## What you have to do
Lines below that include "crate" are the answer; copy each one.

*** Opening The records ***

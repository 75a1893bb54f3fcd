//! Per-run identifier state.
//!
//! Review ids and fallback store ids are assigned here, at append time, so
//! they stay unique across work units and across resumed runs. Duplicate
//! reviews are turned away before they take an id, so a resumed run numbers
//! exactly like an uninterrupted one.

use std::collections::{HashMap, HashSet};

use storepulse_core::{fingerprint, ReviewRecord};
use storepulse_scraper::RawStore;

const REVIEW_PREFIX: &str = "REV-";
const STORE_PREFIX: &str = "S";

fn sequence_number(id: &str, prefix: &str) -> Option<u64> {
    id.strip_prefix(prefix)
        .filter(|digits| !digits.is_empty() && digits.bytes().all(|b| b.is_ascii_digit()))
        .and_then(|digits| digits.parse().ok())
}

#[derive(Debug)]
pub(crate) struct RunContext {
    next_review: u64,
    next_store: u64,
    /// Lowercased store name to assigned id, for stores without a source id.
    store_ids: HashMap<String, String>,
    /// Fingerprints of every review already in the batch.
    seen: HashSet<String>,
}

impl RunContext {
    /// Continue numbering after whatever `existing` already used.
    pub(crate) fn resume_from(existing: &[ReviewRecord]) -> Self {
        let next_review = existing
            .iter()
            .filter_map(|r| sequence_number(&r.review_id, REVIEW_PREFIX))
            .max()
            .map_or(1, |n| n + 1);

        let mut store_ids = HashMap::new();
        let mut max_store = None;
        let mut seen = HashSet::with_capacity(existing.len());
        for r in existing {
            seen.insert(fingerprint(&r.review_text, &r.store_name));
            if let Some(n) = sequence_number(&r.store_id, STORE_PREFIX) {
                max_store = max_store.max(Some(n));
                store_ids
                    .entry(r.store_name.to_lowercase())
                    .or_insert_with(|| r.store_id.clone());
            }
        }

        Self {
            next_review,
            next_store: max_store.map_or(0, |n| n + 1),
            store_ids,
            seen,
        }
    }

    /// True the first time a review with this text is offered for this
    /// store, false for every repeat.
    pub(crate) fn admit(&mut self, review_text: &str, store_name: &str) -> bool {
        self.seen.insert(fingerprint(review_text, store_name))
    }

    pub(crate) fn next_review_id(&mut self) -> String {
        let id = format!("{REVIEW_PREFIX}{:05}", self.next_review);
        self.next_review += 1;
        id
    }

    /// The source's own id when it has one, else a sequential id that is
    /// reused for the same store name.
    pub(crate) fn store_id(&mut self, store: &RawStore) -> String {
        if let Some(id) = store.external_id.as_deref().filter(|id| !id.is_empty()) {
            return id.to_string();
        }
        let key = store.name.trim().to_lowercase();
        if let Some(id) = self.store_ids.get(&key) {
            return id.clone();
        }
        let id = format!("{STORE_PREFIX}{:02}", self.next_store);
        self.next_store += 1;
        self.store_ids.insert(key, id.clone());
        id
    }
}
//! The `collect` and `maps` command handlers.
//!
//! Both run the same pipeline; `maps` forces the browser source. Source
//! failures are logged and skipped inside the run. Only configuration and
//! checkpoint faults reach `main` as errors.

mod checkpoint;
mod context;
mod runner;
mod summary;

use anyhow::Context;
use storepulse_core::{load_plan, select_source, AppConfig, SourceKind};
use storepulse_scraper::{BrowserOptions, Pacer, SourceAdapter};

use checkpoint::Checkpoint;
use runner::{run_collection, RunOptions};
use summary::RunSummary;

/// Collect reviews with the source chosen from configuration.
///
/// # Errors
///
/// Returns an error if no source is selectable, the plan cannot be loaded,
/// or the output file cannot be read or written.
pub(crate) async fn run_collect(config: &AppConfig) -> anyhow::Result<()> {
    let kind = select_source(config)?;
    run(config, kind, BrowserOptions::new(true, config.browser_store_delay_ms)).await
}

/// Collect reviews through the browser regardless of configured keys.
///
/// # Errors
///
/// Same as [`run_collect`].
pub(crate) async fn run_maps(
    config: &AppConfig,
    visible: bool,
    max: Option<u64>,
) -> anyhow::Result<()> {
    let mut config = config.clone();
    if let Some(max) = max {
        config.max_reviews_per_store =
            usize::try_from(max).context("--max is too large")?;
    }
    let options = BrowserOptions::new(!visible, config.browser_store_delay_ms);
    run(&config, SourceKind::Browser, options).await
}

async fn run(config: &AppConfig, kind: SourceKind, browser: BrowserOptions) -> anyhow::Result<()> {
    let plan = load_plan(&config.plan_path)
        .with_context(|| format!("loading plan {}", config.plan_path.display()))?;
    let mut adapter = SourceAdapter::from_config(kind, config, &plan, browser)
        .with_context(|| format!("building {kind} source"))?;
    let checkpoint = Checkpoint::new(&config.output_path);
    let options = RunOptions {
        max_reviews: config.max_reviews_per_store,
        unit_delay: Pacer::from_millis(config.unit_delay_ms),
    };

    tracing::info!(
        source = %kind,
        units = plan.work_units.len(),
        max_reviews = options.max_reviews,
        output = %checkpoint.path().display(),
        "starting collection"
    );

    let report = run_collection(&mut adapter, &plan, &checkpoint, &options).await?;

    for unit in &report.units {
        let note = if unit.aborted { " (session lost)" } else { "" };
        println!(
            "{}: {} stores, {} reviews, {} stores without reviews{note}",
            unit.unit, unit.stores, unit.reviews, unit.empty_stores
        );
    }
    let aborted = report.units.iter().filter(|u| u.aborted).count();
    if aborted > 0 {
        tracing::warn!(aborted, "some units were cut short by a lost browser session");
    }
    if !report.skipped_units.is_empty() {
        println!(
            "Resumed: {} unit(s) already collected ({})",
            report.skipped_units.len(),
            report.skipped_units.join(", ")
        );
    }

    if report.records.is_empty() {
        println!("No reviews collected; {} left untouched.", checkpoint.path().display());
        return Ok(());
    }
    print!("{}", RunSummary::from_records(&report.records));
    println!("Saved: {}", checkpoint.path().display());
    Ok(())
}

*** Closing The records ***

## Solution below
pub(crate) struct RunContext {
    pub(crate) fn resume_from(existing: &[ReviewRecord]) -> Self {
    pub(crate) fn admit(&mut self, review_text: &str, store_name: &str) -> bool {
    pub(crate) fn next_review_id(&mut self) -> String {
    pub(crate) fn store_id(&mut self, store: &RawStore) -> String {
pub(crate) async fn run_collect(config: &AppConfig) -> anyhow::Result<()> {
pub(crate) async fn run_maps(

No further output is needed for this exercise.